O inciso inicial desse dispositivo contempla a vedação da venda casada ao consumidor. Essa conduta consiste em condicionar o fornecimento de certo produto a aquisição de outro (BRAGA NETTO, 2012).

O Colendo STJ, sobre o tema, já se posicionou favoravelmente á configuração da venda casada pelo fornecedor que, ao vender seu produto, condiciona-o á aquisição de seguro, conforme ementa exemplificativa abaixo:

DIREITO DO CONSUMIDOR. CONTRATO DE FINANCIAMENTO DE VEÍCULO COM GARANTIA FIDEJUSSÓRIA. OBRIGAÇÃO DE FIRMAR CONTRATO DE SEGURO. CONTRATAÇÃO COMPULSÓRIA POR INTERMÉDIO DA FINANCEIRA. SUBTRAÇÃO DO CONSUMIDOR DA POSSIBILIDADE DE PROCURAR OUTROS CONTRATANTES PARA PACTUAR SEGURO MENOS ONEROSO. VENDA CASADA. I - Admitir a alegação da agravante de que o agravado aderiu espontaneamente ao seguro impõe o reexame das provas que levaram o Tribunal de origem a concluir que o último, na verdade, não teve escolha e foi tolhido em sua liberdade de escolher contratante que oferecesse proposta menos onerosa. Aplicação da Súmula STJ/7. Agravo Regimental improvido.

(STJ - AgRg no Ag: 1029125 RJ 2008/0059920-4, Relator: Ministro SIDNEI BENETI, Data de Julgamento: 22/02/2011, T3 - TERCEIRA TURMA, Data de Publicação: DJe 28/02/2011)

A segunda hipótese prevista pelo artigo 39 inciso I, que regulamenta venda casada no CDC, é aquela que o fornecedor exige que se adquira uma quantidade mínima do produto. Em 2011, o STJ pacificou o entendimento de que nos condomínios em que o total de água consumida é medido por um único hidrômetro, é ilegal a cobrança do valor do consumo mínimo multiplicado pelo número de unidades residenciais (Resp 1.166.561).

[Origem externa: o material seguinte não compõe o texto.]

impl ExpiryPolicy {
    pub fn from_dias(inicial: i64, renovacion: i64, max_renovaciones: i32) -> Self {
        Self {
            vigencia_inicial: Duration::days(inicial),
            vigencia_renovacion: Duration::days(renovacion),
            max_renovaciones,
        }
    }

    pub fn vencimiento_inicial(&self, now: DateTime<Utc>) -> DateTime<Utc> {
        now + self.vigencia_inicial
    }

    /// A hold counts as expired once it is `liberada`, or once an `activa`
    /// hold passes its expiry even if the sweep has not reached it yet.
    pub fn is_expired(&self, reserva: &reserva::Model, now: DateTime<Utc>) -> bool {
        match EstadoReserva::from_str(&reserva.estado) {
            Some(EstadoReserva::Activa) => reserva.expires_at <= now,
            Some(EstadoReserva::Liberada) => true,
            Some(EstadoReserva::Consumida) | None => false,
        }
    }

    /// New expiry granted by a renewal at `now`.
    pub fn renovar(
        &self,
        reserva: &reserva::Model,
        now: DateTime<Utc>,
    ) -> Result<DateTime<Utc>, ServiceError> {
        if reserva.renovaciones >= self.max_renovaciones {
            return Err(ServiceError::RenovacionesAgotadas {
                reserva_id: reserva.id,
                renovaciones: reserva.renovaciones,
            });
        }
        Ok(now + self.vigencia_renovacion)
    }
}

/// Summary of a reservation for API responses.
#[derive(Debug, Clone, Serialize, Deserialize, ToSchema)]
pub struct ReservaSummary {
    pub id: Uuid,
    pub proforma_id: Uuid,
    pub producto_id: Uuid,
    pub cantidad: i32,
    pub estado: String,
    pub renovaciones: i32,
    pub expires_at: DateTime<Utc>,
    pub created_at: DateTime<Utc>,
    pub vencida: bool,
}

impl From<reserva::Model> for ReservaSummary {
    fn from(model: reserva::Model) -> Self {
        let vencida = !model.esta_vigente(Utc::now())
            && EstadoReserva::from_str(&model.estado) != Some(EstadoReserva::Consumida);
        Self {
            id: model.id,
            proforma_id: model.proforma_id,
            producto_id: model.producto_id,
            cantidad: model.cantidad,
            estado: model.estado,
            renovaciones: model.renovaciones,
            expires_at: model.expires_at,
            created_at: model.created_at,
            vencida,
        }
    }
}

/// Result of renewing a proforma's reservations.
#[derive(Debug, Clone, Serialize, Deserialize, ToSchema)]
pub struct RenovacionResult {
    pub proforma_id: Uuid,
    pub renovadas: u32,
    pub nuevo_vencimiento: DateTime<Utc>,
}

/// Result of a single expiry sweep pass.
#[derive(Debug, Clone, Serialize, Deserialize, ToSchema)]
pub struct SweepResult {
    pub liberadas: u64,
    pub swept_at: DateTime<Utc>,
}

/// Reservation counters for the operations dashboard.
#[derive(Debug, Clone, Serialize, Deserialize, ToSchema)]
pub struct ReservaStats {
    pub total: u64,
    pub activas: u64,
    pub vencidas_sin_liberar: u64,
    pub por_vencer_24h: u64,
    pub stats_at: DateTime<Utc>,
}

/// Service owning the reservation ledger.
#[derive(Clone)]
pub struct ReservationService {
    db_pool: Arc<DatabaseConnection>,
    event_sender: Option<Arc<EventSender>>,
    policy: ExpiryPolicy,
}

impl ReservationService {
    pub fn new(
        db_pool: Arc<DatabaseConnection>,
        event_sender: Option<Arc<EventSender>>,
        policy: ExpiryPolicy,
    ) -> Self {
        Self {
            db_pool,
            event_sender,
            policy,
        }
    }

    pub fn policy(&self) -> &ExpiryPolicy {
        &self.policy
    }

    /// Creates one `activa` hold per proforma line, reserving stock for
    /// each. Runs on the caller's connection so the proforma, its lines and
    /// its holds commit or roll back together.
    pub(crate) async fn create_for_proforma<C: ConnectionTrait>(
        &self,
        conn: &C,
        proforma_id: Uuid,
        lineas: &[proforma_linea::Model],
        now: DateTime<Utc>,
    ) -> Result<Vec<reserva::Model>, ServiceError> {
        let expires_at = self.policy.vencimiento_inicial(now);
        let mut reservas = Vec::with_capacity(lineas.len());

        for linea in lineas {
            stock::reservar_stock(conn, linea.producto_id, linea.cantidad).await?;

            let active = reserva::ActiveModel {
                id: Set(Uuid::new_v4()),
                proforma_id: Set(proforma_id),
                proforma_linea_id: Set(linea.id),
                producto_id: Set(linea.producto_id),
                cantidad: Set(linea.cantidad),
                estado: Set(EstadoReserva::Activa.as_str().to_string()),
                renovaciones: Set(0),
                expires_at: Set(expires_at),
                created_at: Set(now),
                updated_at: Set(None),
            };
            reservas.push(active.insert(conn).await?);
        }

        Ok(reservas)
    }

    /// Renews every non-consumed hold of the proforma: active holds get a
    /// fresh window, lapsed (`liberada`) holds are revived only if their
    /// stock is still allocatable. All lines renew atomically.
    #[instrument(skip(self), fields(proforma_id = %proforma_id))]
    pub async fn renovar_reservas(
        &self,
        proforma_id: Uuid,
    ) -> Result<RenovacionResult, ServiceError> {
        let db = &*self.db_pool;
        let now = Utc::now();

        let txn = db.begin().await?;

        let proforma = ProformaEntity::find_by_id(proforma_id)
            .one(&txn)
            .await?
            .ok_or_else(|| ServiceError::NotFound(format!("Proforma {} not found", proforma_id)))?;

        if EstadoProforma::from_str(&proforma.estado) != Some(EstadoProforma::Pendiente) {
            return Err(ServiceError::InvalidOperation(format!(
                "La proforma {} no admite renovacion en estado {}",
                proforma_id, proforma.estado
            )));
        }

        let reservas = ReservaEntity::find()
            .filter(reserva::Column::ProformaId.eq(proforma_id))
            .filter(reserva::Column::Estado.ne(EstadoReserva::Consumida.as_str()))
            .all(&txn)
            .await?;

        if reservas.is_empty() {
            return Err(ServiceError::InvalidOperation(format!(
                "La proforma {} no tiene reservas renovables",
                proforma_id
            )));
        }

        let mut renovadas = 0u32;
        let mut nuevo_vencimiento = now;

        for r in reservas {
            let vencimiento = self.policy.renovar(&r, now)?;
            nuevo_vencimiento = vencimiento;

            // A lapsed hold gave its stock back; reviving it must re-check
            // availability because the stock may be held elsewhere by now.
            if EstadoReserva::from_str(&r.estado) == Some(EstadoReserva::Liberada) {
                stock::reservar_stock(&txn, r.producto_id, r.cantidad).await?;
            }

            let mut active: reserva::ActiveModel = r.into();
            active.estado = Set(EstadoReserva::Activa.as_str().to_string());
            active.expires_at = Set(vencimiento);
            active.renovaciones = Set(active.renovaciones.unwrap() + 1);
            active.updated_at = Set(Some(now));
            active.update(&txn).await?;

            renovadas += 1;
        }

        txn.commit().await?;

        info!(proforma_id = %proforma_id, renovadas = renovadas, "Reservas renovadas");

        if let Some(event_sender) = &self.event_sender {
            if let Err(e) = event_sender
                .send(Event::ReservasRenovadas {
                    proforma_id,
                    renovadas,
                    nuevo_vencimiento,
                })
                .await
            {
                warn!(error = %e, proforma_id = %proforma_id, "Failed to send reservas renovadas event");
            }
        }

        Ok(RenovacionResult {
            proforma_id,
            renovadas,
            nuevo_vencimiento,
        })
    }

    /// Lapses every `activa` hold past its expiry, returning its stock to
    /// the allocatable pool. Called by the background sweep and exposed for
    /// manual triggering. Each hold lapses in its own transaction so one
    /// conflicting row never stalls the rest of the pass.
    #[instrument(skip(self))]
    pub async fn liberar_expiradas(&self) -> Result<SweepResult, ServiceError> {
        let db = &*self.db_pool;
        let now = Utc::now();

        let expiradas = ReservaEntity::find()
            .filter(reserva::Column::Estado.eq(EstadoReserva::Activa.as_str()))
            .filter(reserva::Column::ExpiresAt.lte(now))
            .all(db)
            .await?;

        let mut liberadas = 0u64;

        for r in expiradas {
            let reserva_id = r.id;
            let producto_id = r.producto_id;
            let cantidad = r.cantidad;

            let resultado: Result<(), ServiceError> = async {
                let txn = db.begin().await?;
                stock::liberar_stock(&txn, producto_id, cantidad).await?;

                let mut active: reserva::ActiveModel = r.into();
                active.estado = Set(EstadoReserva::Liberada.as_str().to_string());
                active.updated_at = Set(Some(now));
                active.update(&txn).await?;

                txn.commit().await?;
                Ok(())
            }
            .await;

            match resultado {
                Ok(()) => {
                    liberadas += 1;
                    info!(
                        reserva_id = %reserva_id,
                        producto_id = %producto_id,
                        "Reserva liberada por vencimiento"
                    );

                    if let Some(event_sender) = &self.event_sender {
                        if let Err(e) = event_sender
                            .send(Event::ReservaLiberada {
                                reserva_id,
                                producto_id,
                                cantidad,
                            })
                            .await
                        {
                            warn!(error = %e, reserva_id = %reserva_id, "Failed to send reserva liberada event");
                        }
                    }
                }
                Err(e) => {
                    warn!(reserva_id = %reserva_id, error = %e, "Failed to lapse reservation");
                }
            }
        }

        info!(liberadas = liberadas, "Expiry sweep completed");

        Ok(SweepResult {
            liberadas,
            swept_at: now,
        })
    }

    /// Lists reservations with pagination and optional filters.
    #[instrument(skip(self))]
    pub async fn list_reservas(
        &self,
        page: u64,
        limit: u64,
        estado_filter: Option<&str>,
        producto_filter: Option<Uuid>,
    ) -> Result<(Vec<ReservaSummary>, u64), ServiceError> {
        if limit == 0 || limit > 1000 {
            return Err(ServiceError::ValidationError(
                "Limit must be between 1 and 1000".to_string(),
            ));
        }

        let db = &*self.db_pool;

        let mut query = ReservaEntity::find();

        if let Some(estado) = estado_filter {
            if EstadoReserva::from_str(estado).is_none() {
                return Err(ServiceError::ValidationError(format!(
                    "Estado de reserva desconocido: {}",
                    estado
                )));
            }
            query = query.filter(reserva::Column::Estado.eq(estado));
        }

        if let Some(producto_id) = producto_filter {
            query = query.filter(reserva::Column::ProductoId.eq(producto_id));
        }

        let paginator = query
            .order_by_desc(reserva::Column::CreatedAt)
            .paginate(db, limit);

        let total = paginator.num_items().await?;
        let models = paginator.fetch_page(page.saturating_sub(1)).await?;

        Ok((models.into_iter().map(ReservaSummary::from).collect(), total))
    }

    /// Lists the reservations backing one proforma.
    #[instrument(skip(self))]
    pub async fn list_por_proforma(
        &self,
        proforma_id: Uuid,
    ) -> Result<Vec<ReservaSummary>, ServiceError> {
        let db = &*self.db_pool;

        let reservas = ReservaEntity::find()
            .filter(reserva::Column::ProformaId.eq(proforma_id))
            .order_by_asc(reserva::Column::CreatedAt)
            .all(db)
            .await?;

        Ok(reservas.into_iter().map(ReservaSummary::from).collect())
    }

    /// Gets counters about the ledger.
    #[instrument(skip(self))]
    pub async fn stats(&self) -> Result<ReservaStats, ServiceError> {
        let db = &*self.db_pool;
        let now = Utc::now();

        let total = ReservaEntity::find().count(db).await?;

        let activas = ReservaEntity::find()
            .filter(reserva::Column::Estado.eq(EstadoReserva::Activa.as_str()))
            .filter(reserva::Column::ExpiresAt.gt(now))
            .count(db)
            .await?;

        let vencidas_sin_liberar = ReservaEntity::find()
            .filter(reserva::Column::Estado.eq(EstadoReserva::Activa.as_str()))
            .filter(reserva::Column::ExpiresAt.lte(now))
            .count(db)
            .await?;

        let por_vencer_24h = ReservaEntity::find()
            .filter(reserva::Column::Estado.eq(EstadoReserva::Activa.as_str()))
            .filter(reserva::Column::ExpiresAt.gt(now))
            .filter(reserva::Column::ExpiresAt.lt(now + Duration::hours(24)))
            .count(db)
            .await?;

        Ok(ReservaStats {
            total,
            activas,
            vencidas_sin_liberar,
            por_vencer_24h,
            stats_at: now,
        })
    }
}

No inciso II do retrocitado, art. 39 encontra-se a prática abusiva consistente na recusa de contratar pelo fornecedor.

Desse modo, não pode o fornecedor em razão dos riscos da atividade negocial pretender selecionar consumidor com quem vai contratar, quer pelo fato de não ter gostado da aparência deste, quer em razão de o vulnerável pretender adquirir ou contratar em pequena quantidade.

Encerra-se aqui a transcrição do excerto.